If you think of antipasto as that predictable plate of cured meats and sliced cheeses served in Italian restaurants, you have been both deceived and deprived.
Michele Scicolone, even though she grew up in an Italian-American household, thought of it this way, too. "Restaurants in America have presented us with that stereotype," she says.
But then 20 years ago, on her honeymoon, she and her brand-new husband went to Italy. They went into a small restaurant in Rome and there, off to the side of the dining room, was a huge banquet table spread with platters filled with all kinds of dishes.
Thinking they were leftovers the chef was trying to get rid of, she hesitated. But seeing that all the people around her who were Italian ordered from that table, she finally grew brave.
"It was so memorable," she recalls, "that I still have the slightly smeared notes on what I ate: a tender white bean salad in a minty vinaigrette; a wedge of golden frittata stuffed with spinach and Parmigiano; miniature calamari tossed with herbs and lemon juice; and a small tomato filled with herbed rice."
That first meal led her to begin collecting recipes which have recently been published in a book, "The Antipasto Table" (Morrow, hardcover, $20).
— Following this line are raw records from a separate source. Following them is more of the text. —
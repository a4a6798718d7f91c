//! Transport trait, normalized request/response types, and the retrying
//! request executor.
//!
//! ```text
//! AnalysisClient ──► HttpRequest ──► with_backoff() ──► Transport::send() ──► HttpResponse
//!                                         │                    │
//!                                  RetryPolicy /        ┌──────┴──────┐
//!                                  SubmitState     ReqwestTransport  MockTransport
//! ```
//!
//! The progress stream does not go through [`Transport`]; see
//! [`EventSource`](crate::stream::EventSource) and [`sse`].

pub mod backoff;
pub mod http;
pub mod mock;
pub mod sse;

pub use backoff::{JitterStrategy, RetryPolicy, SubmitState};
pub use http::ReqwestTransport;
pub use mock::{MockReply, MockTransport};
pub use sse::{SseDecoder, SseEventSource};

use crate::error::{AnalysisError, Result};
use crate::timeout::with_deadline;
use async_trait::async_trait;
use backoff::{AttemptOutcome, SubmitEvent};
use serde::de::DeserializeOwned;
use serde_json::Value;
use std::time::Duration;

/// Type alias for the callback invoked before each backoff sleep.
///
/// Arguments: `(next_attempt, delay_before_it, reason_for_retry)`.
pub type RetryCallback<'a> = Option<&'a mut (dyn FnMut(u32, Duration, &str) + Send)>;

#[derive(Debug, Clone, Copy, PartialEq, Eq, Hash)]
pub enum Method {
    Get,
    Post,
    Delete,
}

/// A request against the analysis service, relative to its base URL.
#[derive(Debug, Clone, PartialEq)]
pub struct HttpRequest {
    pub method: Method,
    /// Unescaped path segments; the transport escapes each one.
    pub segments: Vec<String>,
    /// JSON body, if any.
    pub body: Option<Value>,
}

impl HttpRequest {
    pub fn new<I, S>(method: Method, segments: I) -> Self
    where
        I: IntoIterator<Item = S>,
        S: Into<String>,
    {
        Self {
            method,
            segments: segments.into_iter().map(Into::into).collect(),
            body: None,
        }
    }

    pub fn get<I, S>(segments: I) -> Self
    where
        I: IntoIterator<Item = S>,
        S: Into<String>,
    {
        Self::new(Method::Get, segments)
    }

    pub fn delete<I, S>(segments: I) -> Self
    where
        I: IntoIterator<Item = S>,
        S: Into<String>,
    {
        Self::new(Method::Delete, segments)
    }

    pub fn post_json<I, S>(segments: I, body: Value) -> Self
    where
        I: IntoIterator<Item = S>,
        S: Into<String>,
    {
        Self {
            body: Some(body),
            ..Self::new(Method::Post, segments)
        }
    }

    /// Path relative to the base URL, e.g. `/download-map/a.html`.
    pub fn path(&self) -> String {
        format!("/{}", self.segments.join("/"))
    }
}

/// A fully-read HTTP response.
#[derive(Debug, Clone, PartialEq)]
pub struct HttpResponse {
    pub status: u16,
    pub body: Vec<u8>,
}

impl HttpResponse {
    pub fn new(status: u16, body: impl Into<Vec<u8>>) -> Self {
        Self {
            status,
            body: body.into(),
        }
    }

    pub fn is_success(&self) -> bool {
        (200..300).contains(&self.status)
    }

    /// Deserialize the body as JSON.
    pub fn json<T: DeserializeOwned>(&self) -> Result<T> {
        Ok(serde_json::from_slice(&self.body)?)
    }

    /// The `error` field of a JSON body, if there is one.
    pub fn error_message(&self) -> Option<String> {
        serde_json::from_slice::<Value>(&self.body)
            .ok()?
            .get("error")?
            .as_str()
            .map(str::to_string)
    }

    /// Build an [`AnalysisError::Server`] from this response.
    ///
    /// Uses the body's `error` message, falling back to `HTTP <status>`.
    pub fn to_server_error(&self) -> AnalysisError {
        let message = self
            .error_message()
            .unwrap_or_else(|| format!("HTTP {}", self.status));
        AnalysisError::Server {
            status: self.status,
            message,
        }
    }
}

/// Abstraction over the HTTP layer.
///
/// A transport performs exactly one attempt per call and never retries on its
/// own. It returns `Ok` for any response, whatever the status, and `Err` only
/// when no response was received.
///
/// Built-in implementations: [`ReqwestTransport`], [`MockTransport`].
#[async_trait]
pub trait Transport: Send + Sync {
    async fn send(&self, request: &HttpRequest) -> Result<HttpResponse>;

    /// Human-readable name for logging.
    fn name(&self) -> &'static str;
}

/// Perform one logical request with per-attempt deadlines and retries.
///
/// Walks [`SubmitState`] under `policy`:
/// - a 2xx response returns immediately,
/// - a retryable status or transport failure waits the backoff delay and retries
///   while attempts remain,
/// - any other status fails at once with [`AnalysisError::Server`],
/// - when attempts run out, the last attempt's error is returned.
pub async fn with_backoff(
    transport: &dyn Transport,
    request: &HttpRequest,
    policy: &RetryPolicy,
    deadline: Duration,
    mut on_retry: RetryCallback<'_>,
) -> Result<HttpResponse> {
    let path = request.path();
    let mut state = SubmitState::Pending.transition(SubmitEvent::Begin, policy);
    let mut last: Option<Result<HttpResponse>> = None;

    loop {
        match state {
            SubmitState::Attempting(attempt) => {
                tracing::debug!(
                    transport = transport.name(),
                    %path,
                    attempt,
                    max_attempts = policy.max_attempts,
                    "sending request"
                );
                let (outcome, result) =
                    match with_deadline(deadline, transport.send(request)).await {
                        Ok(resp) if resp.is_success() => (AttemptOutcome::Success, Ok(resp)),
                        Ok(resp) if policy.is_retryable_status(resp.status) => (
                            AttemptOutcome::RetryableStatus(resp.status),
                            Err(resp.to_server_error()),
                        ),
                        Ok(resp) => (
                            AttemptOutcome::FatalStatus(resp.status),
                            Err(resp.to_server_error()),
                        ),
                        Err(e) => (AttemptOutcome::TransportError, Err(e)),
                    };
                last = Some(result);
                state = state.transition(SubmitEvent::Completed(outcome), policy);
            }
            SubmitState::Retrying {
                next_attempt,
                delay,
            } => {
                let reason = match &last {
                    Some(Err(e)) => e.to_string(),
                    _ => String::new(),
                };
                tracing::warn!(
                    %path,
                    attempt = next_attempt,
                    max_attempts = policy.max_attempts,
                    delay_ms = delay.as_millis() as u64,
                    %reason,
                    "retrying request"
                );
                if let Some(ref mut cb) = on_retry {
                    cb(next_attempt, delay, &reason);
                }
                tokio::time::sleep(delay).await;
                state = state.transition(SubmitEvent::BackoffElapsed, policy);
            }
            SubmitState::Pending => {
                state = state.transition(SubmitEvent::Begin, policy);
            }
            SubmitState::Succeeded | SubmitState::Failed | SubmitState::Exhausted => {
                if state == SubmitState::Exhausted {
                    tracing::warn!(%path, attempts = policy.max_attempts, "retries exhausted");
                }
                return last.unwrap_or_else(|| {
                    Err(AnalysisError::Other(
                        "retry loop ended without an attempt".into(),
                    ))
                });
            }
        }
    }
}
In Italy, she explains, the dishes that are called antipasto are literally a way of life -- both in restaurants and at home. They are the salads, the appetizers, the light meals, the side dishes. bTC "Really just about anything -- except large cuts of meat or pasta -- goes on an antipasto table."
It might be a seafood salad with rice, clams with tomatoes and capers, prosciutto with melon, sausage-stuffed tomatoes, marinated carrots, Parmesan cheese stuffed into dates, crispy fried eggplant, steamed escarole with anchovies and olives, a deep-dish vegetable-and-cheese pie, smoked salmon, or skewered scallops with lemon and herbs.
Among the breads, there would be bruschetta and crostini -- toasted breads topped with olive oil and garlic or a variety of other savory toppings -- plus the pizzalike focaccia.
In restaurants there, she says, "This is the way that Italian chefs like to show what they've gotten fresh in the market that day. Rather than revise the menu they will just put it out on the antipasto table.
"And this happens in the home as well. Women will shop in the morning and prepare the food before it gets too hot in the summer months. And then serve things at room temperature at lunchtime, which is generally the main meal."
It was a way of cooking, she realized, that she had grown up with. "My grandparents were born in Italy. My paternal grandmother was from a little island called Procida that's off the coast of Naples near Capri. And as I thought about the kinds of things that I had eaten as a child, I realized that so many of the dishes that I was seeing at antipasto tables in Italy were the things that we had eaten at home too, things that my mother and my grandmother would often cook early in the morning to get that chore out of the way. Then we would have those foods later in the day or even the next day."
She began collecting recipes on subsequent trips to Italy and at home. "I would always ask people how they would cook things. And I started to write down the things my mother and grandmother used to do that no one had ever written down before. I had never seen them in cookbooks."
Because her husband is in the wine business, they travel to Italy frequently and meet many winemakers and their families. "Naturally many of these people are fine cooks," she says.
From them, she has learned what contemporary dishes have been introduced into the cuisine, and many of these fit in the category of antipasto. "Just like any cuisine, the Italian cuisine is always evolving. There are all kinds of wonderful salads and lighter dishes that the Italians are cooking today."
A salad in the book, zucchini carpaccio, is an example of one of these contemporary dishes. "It's very, very thinly sliced baby zucchini dressed very simply with lemon and olive oil and salt and pepper. And then it has very thin shavings of Parmesan cheese over the top of it. It's delightful in summertime and you can put it together in minutes."
Preparing an antipasto buffet is a wonderful way to entertain, Ms. Scicolone says. "It works beautifully. I've had great success with serving an assortment of antipasto dishes. People can help themselves at the buffet table and take as much or as little as they want. They can pick and choose. It's a very flexible way of eating."
And many of the dishes, she continues, can be made ahead of time. "This would allow the cook to prepare early and have last-minute time to do other things."
And an antipasto buffet could also be part of a dinner centered around meats cooked on the grill, she adds.
This form of entertaining has another advantage -- for those who work and have little time for entertaining -- because a number of carryout dishes could be combined with just a few things (or even no things) prepared at home.
Most gourmet stores, specialty markets, Italian groceries -- and even certain supermarkets -- have the fixings for an antipasto dinner. Look for good quality imported olives, prosciutto and other sliced meats, Italian hard and soft cheeses, prepared salads plus focaccia and other breads.
And if you wanted to break with tradition, you could add a pasta salad. "In Italy, pasta is very rarely part of an antipasto table. And the Italians don't eat pasta salads the way we have them in this country."
But in American style, she adds, "pasta salad on an antipasto table would work very nicely."